I've been spending a lot of time lately thinking about the story of the prodigal son from the Gospel according to Luke. If I were asked to pick a single story from the New Testament — maybe even from the entire Bible — that exemplifies the Christian message, this is the story I'd choose.

The parable has it all — sin, degradation, repentance, confession, forgiveness, redemption, blessing — the whole spiritual ball of wax, encapsulated in a setting that is intimately familiar to everyone: a family. It is the climax of three stories Jesus tells to answer those who criticize him for eating with tax collectors and sinners.

In a land of plenty and a time of easy access to food, we may miss the significance of sharing food with someone, and whom one chooses to eat with. In Jesus' time, food was less easy to come by, and hospitality was a near-sacred duty. To eat with someone was to share something intimate with them, and to treat them as being of value. As for tax collectors and sinners: those who enforced the taxes imposed by the hated Roman overlords were regarded as collaborators with the enemy. And sinners had turned their backs on God. Not the dining companions for one who would be accepted in polite society.

Nevertheless, Jesus tells three stories that illustrate God's joy at recovering a formerly lost soul, to show that those who say they love God should also rejoice in the return of a sinner to the fold, and should extend themselves to make such a return happen. Maybe even invite a tax collector to dinner.

And this climactic story follows the same pattern: the younger son commits a heinous offense in asking for his inheritance while his father still lives — the equivalent of wishing his father dead — then sells the property and leaves his homeland to squander the proceeds in dissolute living. Fallen on hard times — so low, in fact, that he is working for a Gentile and feeding pigs, which were regarded by Jews of the time more or less as we would regard rats — he "comes to his senses" and decides to go home, confess his sin to his father and ask to be taken back only as a hired hand.

However, when his father sees him coming, he doesn't wait for his errant son to arrive. Casting aside his patriarchal dignity, he runs out to greet him, clasping him in a bearhug before the apology is half out of the young man's mouth, and ordering the servants to dress him as an honored guest and prepare a feast in his honor. If that reception wouldn't convince anyone to repent and return to God, I can't imagine what would.

But this is where the parable diverges from the previous two. There's another drama to be played out: that of the elder son. And I imagine that Jesus knows there's more than a little of the elder son in most of us: the part that feels underappreciated, resentful, self-righteous. That thinks we never get what we deserve, while others get more than they should. That walks around with a giant chip on its shoulder. That part of us is so hungry for approval, which we confuse with love. We want a pat on the back, a gold star to stick on our forehead, in the terms of Luke's story, a kid to celebrate with our friends.

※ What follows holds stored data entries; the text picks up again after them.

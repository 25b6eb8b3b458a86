use thiserror::Error;

/// Main error type for the coating quote crate.
/// Aggregates errors from various sources including standard library, dependencies, and internal modules.
#[derive(Error, Debug)]
pub enum QuoteError {
    #[error("{0}")]
    WithContextError(String),

    // Standard library errors
    #[error("{0}")]
    IoError(#[from] std::io::Error),

    #[error("{0}")]
    ParseIntError(#[from] std::num::ParseIntError),

    // Third-party library errors
    #[error("{0}")]
    PatternError(#[from] glob::PatternError),

    #[error("{0}")]
    ZipError(#[from] zip::result::ZipError),

    #[error("{0}")]
    XmlError(#[from] quick_xml::Error),

    #[error("{0}")]
    XmlEncodingError(#[from] quick_xml::encoding::EncodingError),

    #[error("{0}")]
    XmlAttributeError(#[from] quick_xml::events::attributes::AttrError),

    #[error("{0}")]
    CsvError(#[from] csv::Error),

    #[error("{0}")]
    JsonError(#[from] serde_json::Error),

    // Helper module errors
    #[error("{0}")]
    XmlHelperError(#[from] crate::helpers::xml::XmlError),

    #[error("{0}")]
    UnifiedReaderError(#[from] crate::helpers::reader::UnifiedReaderError),

    // Spreadsheet module errors
    #[error("{0}")]
    SpreadsheetError(#[from] crate::spreadsheet::SpreadsheetError),

    #[error("{0}")]
    RangeError(#[from] crate::spreadsheet::range::RangeError),

    // Domain module errors
    #[error("{0}")]
    CatalogError(#[from] crate::catalog::CatalogError),

    #[error("{0}")]
    PricingError(#[from] crate::pricing::PricingError),

    #[error("{0}")]
    ConfigError(#[from] crate::config::ConfigError),
}

pub(crate) trait ResultOptionChain {
    fn ok_none_else<F>(self, f: F) -> Self
    where
        F: FnOnce() -> Self;
}

impl<T, E> ResultOptionChain for Result<Option<T>, E> {
    fn ok_none_else<F>(self, f: F) -> Self
    where
        F: FnOnce() -> Self,
    {
        match self {
            Ok(None) => f(),
            _ => self,
        }
    }
}

pub trait ResultMessage {
    fn with_prefix(self, message: &str) -> Self;
}

impl<T> ResultMessage for Result<T, QuoteError> {
    fn with_prefix(self, message: &str) -> Self {
        self.map_err(|e| QuoteError::WithContextError(format!("{}: {}", message, e)))
    }
}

The story draws our attention back to the father. Just as he did with his younger son, the father goes out to the elder son as well, and again casts his dignity aside to plead with him to come into the house and join the party. He responds to his son's resentment and anger with generosity and love: "You are with me always," he says, "and all that I have is yours." Or put less kindly: "Wake up, silly. You're already in heaven, if you'd just open your heart. All the love you crave is here, but you have to be ready to receive it." And of course part of being ready to receive is being ready to rejoice at others' receiving, too.

The final act of the drama is left for us to write: Will we go into the house or not? Will we share God's joy with the infinite diversity of people and other creatures at God's party? Or will we stay outside in the dark and be "right"? The thing is, God doesn't treat us as we deserve — and that is good news. When we surrender to God's grace and love, when we pray, even half-heartedly, to be able to do such a thing, God goes about 90 percent of the way to meet us. God wants everyone in the house, celebrating, and will never stop trying to get us to come inside.

How can we enter into the divine joy? The answer is partly individual, but a good general answer is to do something for someone else. Read to a child, or teach an adult to read. Bake cookies for a senior center. Work a shift at the AIO food pantry. Cook, serve or even just eat with the guests at a soup kitchen. Visit someone in the hospital. Ask a Democrat — or a Republican — to lunch. Resentment flourishes in isolation; its antidotes are gratitude and connection.

May we all come to God's love feast.